Listed records section start
// Copyright (c) AlphaVelocity.
// All rights reserved.
//
// This source code is licensed under the license found in the
// LICENSE file in the root directory of this source tree.

use pocketledger::repo::settings;
use pocketledger::{Decline, Outcome, Store};
use tempfile::TempDir;

fn setup() -> (TempDir, Store) {
    let dir = TempDir::new().unwrap();
    let store = Store::open_or_init(dir.path().join("ledger.sqlite")).unwrap();
    (dir, store)
}

#[test]
fn theme_defaults_to_light() {
    let (_dir, store) = setup();
    assert_eq!(settings::theme(&store), "light");
}

#[test]
fn missing_key_returns_default() {
    let (_dir, store) = setup();
    assert_eq!(settings::get(&store, "currency", "EUR"), "EUR");
}

#[test]
fn set_overwrites_previous_value() {
    let (_dir, store) = setup();
    settings::set(&store, "currency", "USD").unwrap();
    settings::set(&store, "currency", "INR").unwrap();
    assert_eq!(settings::get(&store, "currency", "EUR"), "INR");
}

#[test]
fn theme_accepts_only_known_values() {
    let (_dir, store) = setup();
    assert_eq!(settings::set_theme(&store, " Dark ").unwrap(), Outcome::Done(()));
    assert_eq!(settings::theme(&store), "dark");
    assert_eq!(
        settings::set_theme(&store, "solarized").unwrap(),
        Outcome::Declined(Decline::InvalidTheme)
    );
    assert_eq!(settings::theme(&store), "dark");
}

#[test]
fn unreadable_store_falls_back_to_default() {
    let dir = TempDir::new().unwrap();
    // Never initialized: the settings table does not exist.
    let store = Store::new(dir.path().join("blank.sqlite"));
    assert_eq!(settings::get(&store, "theme", "light"), "light");
}
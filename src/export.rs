// Copyright (c) AlphaVelocity.
// All rights reserved.
//
// This source code is licensed under the license found in the
// LICENSE file in the root directory of this source tree.

use std::fs;
use std::path::{Path, PathBuf};

use crate::db::Store;
use crate::error::Result;
use crate::repo::{accounts, categories, transactions};

/// Writes `transactions.csv`, `accounts.csv` and `categories.csv` into `dir`
/// and returns the paths written.
pub fn write_csv(store: &Store, dir: &Path) -> Result<Vec<PathBuf>> {
    fs::create_dir_all(dir)?;
    let mut written = Vec::new();

    let path = dir.join("transactions.csv");
    let mut wtr = csv::Writer::from_path(&path)?;
    wtr.write_record(["id", "date", "account_name", "description", "category_name", "amount"])?;
    for t in transactions::list(store, None, None)? {
        wtr.write_record([
            t.id.to_string(),
            t.date,
            t.account_name,
            t.description,
            t.category_name,
            t.amount.to_string(),
        ])?;
    }
    wtr.flush()?;
    written.push(path);

    let path = dir.join("accounts.csv");
    let mut wtr = csv::Writer::from_path(&path)?;
    wtr.write_record(["id", "name", "initial_balance"])?;
    for a in accounts::list(store)? {
        wtr.write_record([a.id.to_string(), a.name, a.initial_balance.to_string()])?;
    }
    wtr.flush()?;
    written.push(path);

    let path = dir.join("categories.csv");
    let mut wtr = csv::Writer::from_path(&path)?;
    wtr.write_record(["id", "name", "type"])?;
    for c in categories::list(store, None)? {
        wtr.write_record([c.id.to_string(), c.name, c.kind.to_string()])?;
    }
    wtr.flush()?;
    written.push(path);

    tracing::info!(dir = %dir.display(), "exported ledger to csv");
    Ok(written)
}
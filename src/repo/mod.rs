// Copyright (c) AlphaVelocity.
// All rights reserved.
//
// This source code is licensed under the license found in the
// LICENSE file in the root directory of this source tree.

//! Domain repository: the only reader and writer of persisted entities.
//!
//! Storage rows are mapped to the typed records in [`crate::models`] here and
//! nowhere else.

pub mod accounts;
pub mod budgets;
pub mod categories;
pub mod settings;
pub mod transactions;

use crate::error::{Decline, Outcome};

/// Logs a decline in the caller's span and wraps it.
pub(crate) fn decline<T>(op: &'static str, reason: Decline) -> Outcome<T> {
    tracing::warn!(op, %reason, "declined");
    Outcome::Declined(reason)
}
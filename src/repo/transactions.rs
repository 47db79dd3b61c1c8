// Copyright (c) 2025 Soumyadip Sarkar.
// All rights reserved.
//
// This source code is licensed under the license found in the
// LICENSE file in the root directory of this source tree.

use rusqlite::{Connection, OptionalExtension, Row, params};

use super::{accounts, decline};
use crate::db::Store;
use crate::error::{Decline, Outcome, Result, is_foreign_key_violation};
use crate::models::{NewTransaction, Transaction, TransactionRow, clean_description};

const SELECT_ROWS: &str = "SELECT t.id, t.account_id, a.name, t.date, t.description, t.amount, t.category_id,
            IFNULL(c.name, 'Uncategorized'), IFNULL(c.type, 'expense')
     FROM transactions t
     JOIN accounts a ON t.account_id=a.id
     LEFT JOIN categories c ON t.category_id=c.id";

fn row_from(r: &Row<'_>) -> rusqlite::Result<TransactionRow> {
    Ok(TransactionRow {
        id: r.get(0)?,
        account_id: r.get(1)?,
        account_name: r.get(2)?,
        date: r.get(3)?,
        description: r.get(4)?,
        amount: r.get(5)?,
        category_id: r.get(6)?,
        category_name: r.get(7)?,
        category_kind: r.get(8)?,
    })
}

fn from_row(r: &Row<'_>) -> rusqlite::Result<Transaction> {
    Ok(Transaction {
        id: r.get(0)?,
        account_id: r.get(1)?,
        date: r.get(2)?,
        description: r.get(3)?,
        amount: r.get(4)?,
        category_id: r.get(5)?,
        created_at: r.get(6)?,
    })
}

/// A category id that no longer exists degrades to no category.
fn resolve_category(conn: &Connection, category_id: Option<i64>) -> rusqlite::Result<Option<i64>> {
    let Some(id) = category_id else {
        return Ok(None);
    };
    let found = conn
        .query_row("SELECT 1 FROM categories WHERE id=?1", params![id], |_| Ok(()))
        .optional()?;
    if found.is_none() {
        tracing::warn!(category_id = id, "category not found, storing transaction uncategorized");
        return Ok(None);
    }
    Ok(Some(id))
}

/// Records a transaction. The amount is quantized before storage.
pub fn add(store: &Store, new: &NewTransaction) -> Result<Outcome<i64>> {
    let description = match clean_description(&new.description) {
        Ok(d) => d,
        Err(reason) => return Ok(decline("add_transaction", reason)),
    };
    store.with_tx(|tx| {
        if !accounts::exists(tx, new.account_id)? {
            return Ok(decline("add_transaction", Decline::UnknownAccount));
        }
        let category_id = resolve_category(tx, new.category_id)?;
        match tx.execute(
            "INSERT INTO transactions(account_id, date, description, amount, category_id)
             VALUES (?1, ?2, ?3, ?4, ?5)",
            params![
                new.account_id,
                new.date,
                description,
                new.amount.quantize(),
                category_id
            ],
        ) {
            Ok(_) => {
                let id = tx.last_insert_rowid();
                tracing::info!(id, account_id = new.account_id, amount = %new.amount.quantize(), "added transaction");
                Ok(Outcome::Done(id))
            }
            Err(e) if is_foreign_key_violation(&e) => {
                Ok(decline("add_transaction", Decline::UnknownAccount))
            }
            Err(e) => Err(e.into()),
        }
    })
}

/// Newest first (date, then id), optionally for one account and capped at `limit`.
pub fn list(store: &Store, account_id: Option<i64>, limit: Option<usize>) -> Result<Vec<TransactionRow>> {
    store.read(|conn| Ok(query_rows(conn, account_id, limit)?))
}

pub(crate) fn query_rows(
    conn: &Connection,
    account_id: Option<i64>,
    limit: Option<usize>,
) -> rusqlite::Result<Vec<TransactionRow>> {
    let mut sql = format!("{SELECT_ROWS} WHERE 1=1");
    let mut args: Vec<i64> = Vec::new();
    if let Some(acct) = account_id {
        sql.push_str(" AND t.account_id=?");
        args.push(acct);
    }
    sql.push_str(" ORDER BY t.date DESC, t.id DESC");
    if let Some(n) = limit.filter(|n| *n > 0) {
        sql.push_str(" LIMIT ?");
        args.push(i64::try_from(n).unwrap_or(i64::MAX));
    }
    let mut stmt = conn.prepare(&sql)?;
    let rows = stmt.query_map(rusqlite::params_from_iter(args), row_from)?;
    rows.collect()
}

pub fn get(store: &Store, id: i64) -> Result<Option<Transaction>> {
    store.read(|conn| {
        Ok(conn
            .query_row(
                "SELECT id, account_id, date, description, amount, category_id, created_at
                 FROM transactions WHERE id=?1",
                params![id],
                from_row,
            )
            .optional()?)
    })
}

/// Same as [`get`] with account and category names resolved.
pub fn get_row(store: &Store, id: i64) -> Result<Option<TransactionRow>> {
    store.read(|conn| {
        Ok(conn
            .query_row(&format!("{SELECT_ROWS} WHERE t.id=?1"), params![id], row_from)
            .optional()?)
    })
}

pub fn update(store: &Store, id: i64, new: &NewTransaction) -> Result<Outcome<()>> {
    let description = match clean_description(&new.description) {
        Ok(d) => d,
        Err(reason) => return Ok(decline("update_transaction", reason)),
    };
    store.with_tx(|tx| {
        if !accounts::exists(tx, new.account_id)? {
            return Ok(decline("update_transaction", Decline::UnknownAccount));
        }
        let category_id = resolve_category(tx, new.category_id)?;
        match tx.execute(
            "UPDATE transactions SET account_id=?1, date=?2, description=?3, amount=?4, category_id=?5
             WHERE id=?6",
            params![
                new.account_id,
                new.date,
                description,
                new.amount.quantize(),
                category_id,
                id
            ],
        ) {
            Ok(0) => Ok(decline("update_transaction", Decline::NotFound)),
            Ok(_) => {
                tracing::info!(id, "updated transaction");
                Ok(Outcome::Done(()))
            }
            Err(e) if is_foreign_key_violation(&e) => {
                Ok(decline("update_transaction", Decline::UnknownAccount))
            }
            Err(e) => Err(e.into()),
        }
    })
}

/// Hard delete. A missing id is declined as not found, not treated as a fault.
pub fn delete(store: &Store, id: i64) -> Result<Outcome<()>> {
    store.with_tx(|tx| {
        let n = tx.execute("DELETE FROM transactions WHERE id=?1", params![id])?;
        if n == 0 {
            return Ok(decline("delete_transaction", Decline::NotFound));
        }
        tracing::info!(id, "deleted transaction");
        Ok(Outcome::Done(()))
    })
}
// Copyright (c) AlphaVelocity.
// All rights reserved.
//
// This source code is licensed under the license found in the
// LICENSE file in the root directory of this source tree.

use rusqlite::params;

use super::{categories, decline};
use crate::db::Store;
use crate::error::{Decline, Outcome, Result};
use crate::models::{Budget, CategoryKind, is_month_shaped};
use crate::money::Money;

/// Sets the budget of an expense category for `month` (YYYY-MM).
///
/// Upsert keyed by (category, month): setting it again overwrites the amount.
/// Negative amounts are clamped to zero.
pub fn set(store: &Store, category_id: i64, month: &str, amount: Money) -> Result<Outcome<()>> {
    let amount = amount.max(Money::ZERO).quantize();
    store.with_tx(|tx| {
        let Some(cat) = categories::find(tx, category_id)? else {
            return Ok(decline("set_budget", Decline::UnknownCategory));
        };
        if cat.kind != CategoryKind::Expense {
            return Ok(decline("set_budget", Decline::NotExpenseCategory));
        }
        if !is_month_shaped(month) {
            return Ok(decline("set_budget", Decline::InvalidMonth));
        }
        tx.execute(
            "INSERT INTO budgets(category_id, month, amount) VALUES (?1, ?2, ?3)
             ON CONFLICT(category_id, month) DO UPDATE SET amount=excluded.amount",
            params![category_id, month, amount],
        )?;
        tracing::debug!(category_id, month, %amount, "budget set");
        Ok(Outcome::Done(()))
    })
}

/// Budgets of expense categories for one month, ordered by category name.
pub fn for_month(store: &Store, month: &str) -> Result<Vec<Budget>> {
    store.read(|conn| {
        let mut stmt = conn.prepare(
            "SELECT b.id, b.category_id, c.name, b.month, b.amount
             FROM budgets b JOIN categories c ON b.category_id=c.id
             WHERE b.month=?1 AND c.type='expense'
             ORDER BY c.name COLLATE NOCASE",
        )?;
        let rows = stmt.query_map(params![month], |r| {
            Ok(Budget {
                id: r.get(0)?,
                category_id: r.get(1)?,
                category_name: r.get(2)?,
                month: r.get(3)?,
                amount: r.get(4)?,
            })
        })?;
        Ok(rows.collect::<rusqlite::Result<Vec<_>>>()?)
    })
}
// Copyright (c) 2025 Soumyadip Sarkar.
// All rights reserved.
//
// This source code is licensed under the license found in the
// LICENSE file in the root directory of this source tree.

use std::fmt;
use std::str::FromStr;

use chrono::NaiveDateTime;
use rusqlite::types::{FromSql, FromSqlError, FromSqlResult, ToSql, ToSqlOutput, ValueRef};
use serde::{Deserialize, Serialize};

use crate::error::Decline;
use crate::money::Money;

pub const UNCATEGORIZED: &str = "Uncategorized";
pub const MAX_NAME_LENGTH: usize = 100;
pub const MAX_DESC_LENGTH: usize = 255;

#[derive(Debug, Clone, Copy, PartialEq, Eq, Hash, Serialize, Deserialize)]
#[serde(rename_all = "lowercase")]
pub enum CategoryKind {
    Expense,
    Income,
}

impl CategoryKind {
    pub fn as_str(&self) -> &'static str {
        match self {
            CategoryKind::Expense => "expense",
            CategoryKind::Income => "income",
        }
    }
}

impl fmt::Display for CategoryKind {
    fn fmt(&self, f: &mut fmt::Formatter<'_>) -> fmt::Result {
        f.write_str(self.as_str())
    }
}

impl FromStr for CategoryKind {
    type Err = Decline;

    fn from_str(s: &str) -> Result<Self, Self::Err> {
        match s.trim().to_lowercase().as_str() {
            "expense" => Ok(CategoryKind::Expense),
            "income" => Ok(CategoryKind::Income),
            _ => Err(Decline::InvalidCategoryType),
        }
    }
}

impl ToSql for CategoryKind {
    fn to_sql(&self) -> rusqlite::Result<ToSqlOutput<'_>> {
        Ok(ToSqlOutput::from(self.as_str()))
    }
}

impl FromSql for CategoryKind {
    fn column_result(value: ValueRef<'_>) -> FromSqlResult<Self> {
        let s = value.as_str()?;
        s.parse().map_err(|e| FromSqlError::Other(Box::new(e)))
    }
}

#[derive(Debug, Clone, Serialize, Deserialize)]
pub struct Account {
    pub id: i64,
    pub name: String,
    pub initial_balance: Money,
    pub created_at: Option<NaiveDateTime>,
}

#[derive(Debug, Clone, Serialize, Deserialize)]
pub struct Category {
    pub id: i64,
    pub name: String,
    pub kind: CategoryKind,
    pub created_at: Option<NaiveDateTime>,
}

impl Category {
    pub fn is_protected(&self) -> bool {
        is_uncategorized(&self.name)
    }
}

#[derive(Debug, Clone, Serialize, Deserialize)]
pub struct Transaction {
    pub id: i64,
    pub account_id: i64,
    pub date: String, // YYYY-MM-DD
    pub description: String,
    pub amount: Money,
    pub category_id: Option<i64>,
    pub created_at: Option<NaiveDateTime>,
}

/// Transaction joined with its account and category names, as listed to callers.
#[derive(Debug, Clone, Serialize, Deserialize)]
pub struct TransactionRow {
    pub id: i64,
    pub account_id: i64,
    pub account_name: String,
    pub date: String,
    pub description: String,
    pub amount: Money,
    pub category_id: Option<i64>,
    pub category_name: String,
    pub category_kind: CategoryKind,
}

/// Fields of a transaction write.
#[derive(Debug, Clone)]
pub struct NewTransaction {
    pub account_id: i64,
    pub date: String,
    pub description: String,
    pub amount: Money,
    pub category_id: Option<i64>,
}

#[derive(Debug, Clone, Serialize, Deserialize)]
pub struct Budget {
    pub id: i64,
    pub category_id: i64,
    pub category_name: String,
    pub month: String, // YYYY-MM
    pub amount: Money,
}

#[derive(Debug, Clone, Serialize, Deserialize)]
pub struct AccountBalance {
    pub id: i64,
    pub name: String,
    pub initial_balance: Money,
    pub current_balance: Money,
}

#[derive(Debug, Clone, Copy, PartialEq, Eq, Serialize, Deserialize)]
pub struct IncomeExpenseSummary {
    pub total_income: Money,
    pub total_expense: Money,
}

impl IncomeExpenseSummary {
    /// Income minus expense, `None` if the difference is not representable.
    pub fn net(&self) -> Option<Money> {
        self.total_income
            .checked_sub(self.total_expense)
            .map(Money::quantize)
    }
}

#[derive(Debug, Clone, PartialEq, Eq, Serialize, Deserialize)]
pub struct CategorySpend {
    pub category_name: String,
    pub spent_amount: Money,
}

#[derive(Debug, Clone, Serialize, Deserialize)]
pub struct BudgetLine {
    pub category_id: i64,
    pub category_name: String,
    pub budgeted_amount: Money,
    pub spent_amount: Money,
    pub remaining_amount: Money,
}

#[derive(Debug, Clone, Serialize, Deserialize)]
pub struct Dashboard {
    pub accounts: Vec<AccountBalance>,
    pub total_balance: Money,
    pub account_count: usize,
    pub recent_transactions: Vec<TransactionRow>,
    pub monthly_flow: Money,
    pub current_month: String,
}

pub fn is_uncategorized(name: &str) -> bool {
    name.trim().eq_ignore_ascii_case(UNCATEGORIZED)
}

/// Structural month check: seven characters with a hyphen at position 4.
pub fn is_month_shaped(month: &str) -> bool {
    month.chars().count() == 7 && month.chars().nth(4) == Some('-')
}

pub(crate) fn clean_name(name: &str) -> Result<String, Decline> {
    let cleaned = name.trim();
    if cleaned.is_empty() {
        return Err(Decline::EmptyName);
    }
    if cleaned.chars().count() > MAX_NAME_LENGTH {
        return Err(Decline::NameTooLong);
    }
    Ok(cleaned.to_string())
}

pub(crate) fn clean_description(description: &str) -> Result<String, Decline> {
    let cleaned = description.trim();
    if cleaned.is_empty() {
        return Err(Decline::EmptyDescription);
    }
    if cleaned.chars().count() > MAX_DESC_LENGTH {
        return Err(Decline::DescriptionTooLong);
    }
    Ok(cleaned.to_string())
}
Listed records section end
**Work to complete:** Lines that contain "chars" are the result; find them in the entries above and copy each one.

**Your solution:**
    month.chars().count() == 7 && month.chars().nth(4) == Some('-')
    if cleaned.chars().count() > MAX_NAME_LENGTH {
    if cleaned.chars().count() > MAX_DESC_LENGTH {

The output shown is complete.